3.1.2 Creating the Clusters

We cluster words according to their synonymy relationships; words that are synonyms in a given context are clustered together. In order to determine the context, we need the word’s part-of-speech and the different meanings or senses of each word. A CLAWS part-of-speech tagger (Marshall 1987) was used for this purpose.

If two words with the same part-of-speech appear in the same WordNet synset, they are deemed to be synonymous in a particular context, and thus clustered together.

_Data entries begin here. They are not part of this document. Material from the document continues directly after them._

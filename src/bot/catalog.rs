//! Catalog browsing: an album of the current item plus a control message
//! whose arrows edit that album in place

use tracing::debug;

use super::ui_builder::{catalog_buttons, MAX_ALBUM_IMAGES};
use super::Handler;
use crate::chat::{Keyboard, Media};
use crate::domain::{CatalogItem, Customer};
use crate::errors::BotResult;
use crate::store::CustomerUpdate;

#[derive(Clone, Copy, Debug, PartialEq, Eq)]
pub enum Direction {
    Prev,
    Next,
}

fn album_urls(item: &CatalogItem) -> Vec<String> {
    item.image_urls.iter().take(MAX_ALBUM_IMAGES).cloned().collect()
}

impl Handler {
    /// Sends the item as an album and returns the album message ids. Items
    /// without pictures are sent as plain text and yield no ids.
    async fn send_item(&self, chat_id: i64, item: &CatalogItem) -> BotResult<Vec<i32>> {
        let album = Media::album(&album_urls(item), Some(item.caption()));
        if album.is_empty() {
            self.chat.send_text(chat_id, &item.caption(), None).await?;
            return Ok(Vec::new());
        }
        Ok(self.chat.send_media_group(chat_id, album).await?)
    }

    fn neighbours(&self, offset: usize) -> (Option<CatalogItem>, Option<CatalogItem>) {
        let prev = self
            .catalog
            .has_prev(offset)
            .then(|| self.catalog.load_prev(offset));
        let next = self
            .catalog
            .has_next(offset)
            .then(|| self.catalog.load_next(offset));
        (prev, next)
    }

    pub async fn catalog(&self, chat_id: i64, customer: &Customer) -> BotResult<()> {
        let offset = self.catalog.clamp_offset(customer.catalog_offset);
        let item = self.catalog.load_at(offset);
        if item.is_sentinel() {
            self.send(chat_id, "catalog-empty").await?;
            return Ok(());
        }

        let message_ids = self.send_item(chat_id, &item).await?;

        let (prev, next) = self.neighbours(offset);
        let buttons = catalog_buttons(&self.texts, prev.as_ref(), next.as_ref(), &message_ids)?;
        self.send_with_keyboard(chat_id, "catalog-controls", Keyboard::Inline(buttons))
            .await?;

        if offset != customer.catalog_offset {
            self.store
                .update_customer(customer.telegram_id, CustomerUpdate::new().catalog_offset(offset))
                .await?;
        }
        Ok(())
    }

    /// Moves the customer's cursor and edits the album messages in place.
    /// Album messages the new item has no picture for are deleted.
    pub async fn catalog_step(
        &self,
        chat_id: i64,
        customer: &Customer,
        direction: Direction,
        album_ids: &[i32],
        control_message_id: Option<i32>,
    ) -> BotResult<()> {
        let offset = self.catalog.clamp_offset(customer.catalog_offset);
        let (available, new_offset) = match direction {
            Direction::Next => (self.catalog.has_next(offset), offset + 1),
            Direction::Prev => (self.catalog.has_prev(offset), offset.wrapping_sub(1)),
        };
        if !available {
            debug!(user_id = %customer.telegram_id, offset, ?direction, "Catalog boundary reached");
            return Ok(());
        }

        let item = self.catalog.load_at(new_offset);
        let urls = album_urls(&item);
        let caption = item.caption();

        let mut kept_ids = Vec::with_capacity(album_ids.len());
        if album_ids.is_empty() {
            kept_ids = self.send_item(chat_id, &item).await?;
        }
        for (i, message_id) in album_ids.iter().enumerate() {
            match urls.get(i) {
                Some(url) => {
                    let media = Media {
                        url: url.clone(),
                        caption: (i == 0).then(|| caption.clone()),
                    };
                    self.chat.edit_message_media(chat_id, *message_id, media).await?;
                    kept_ids.push(*message_id);
                }
                None => self.chat.delete_message(chat_id, *message_id).await?,
            }
        }

        self.store
            .update_customer(customer.telegram_id, CustomerUpdate::new().catalog_offset(new_offset))
            .await?;

        let (prev, next) = self.neighbours(new_offset);
        let buttons = catalog_buttons(&self.texts, prev.as_ref(), next.as_ref(), &kept_ids)?;
        match control_message_id {
            Some(message_id) => self.chat.edit_message_buttons(chat_id, message_id, buttons).await?,
            None => {
                self.send_with_keyboard(chat_id, "catalog-controls", Keyboard::Inline(buttons))
                    .await?;
            }
        }
        Ok(())
    }
}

We consider only strict synonyms i.e., words that belong to the same WordNet synset. So we build clusters of synonymous words and out of each cluster, we choose the word that appears most frequently in our texts and use it as a representative for the other words in the cluster. The representative word will substitute all the cluster words, in text during harmonisation. If more than one word in a cluster have the highest frequency, a representative is randomly chosen. To illustrate, suppose that we have the nouns, house and home appearing in the document collection with frequencies 2 and 3 respectively.

Figure 3.2 illustrates 1 sense for each of the two nouns as given by WordNet. House has 12 senses in all and home has 9.

3.1. Creating Domain-specific Synonym Mappings 46

Sense 4 of house

family, household, house, home, menage -- (a social unit living together; "he moved his family to Virginia"; "It was a good Christian household"; "I waited until the whole house was asleep"; "the teacher asked how many people made up his home")

=> unit, social unit -- (an organization regarded as part of a larger social group; "the coach said the offensive unit did a good job"; "after the battle the soldier had trouble rejoining his unit")

Sense 7 of home

family, household, house, home, menage -- (a social unit living together; "he moved his family to Virginia"; "It was a good Christian household"; "I waited until the whole house was asleep"; "the teacher asked how many people made up his home")

=> unit, social unit -- (an organization regarded as part of a larger social group; "the coach said the offensive unit did a good job"; "after the battle the soldier had trouble rejoining his unit")

Figure 3.2: Sample Wordnet Senses for House and Home

House is synonymous with home in house’s sense number 4 and home is synonymous with house in home’s 7th sense. Since home is more frequent in the document collection, it is made a representative of the synset in which house appears. The assumption is that the most frequently used version of a word is also the most preferred in the domain. We only consider the frequency of the word in the particular part-of-speech. This is because a word could be frequently used in say, its noun form and not as a verb. If we used the overall frequency, a rarely used word might be used to represent a cluster. Linguistically, this should not pose a problem since all the text will be mapped onto a common conceptual model eventually. However, we want the conceptual model to comprise words that are fairly common in the domain to ensure it is easy to comprehend by the user.

Furthermore, to ensure that words from unseen text will be correctly interpreted, all other synonyms of the representative word for this sense are included in the clusters. Thus this process selects WordNet synsets that are relevant to the domain and use the most frequent words in the synsets as their representatives. These representative words will be used in place of each word in a synset, whenever the word appears in one of our documents or a query.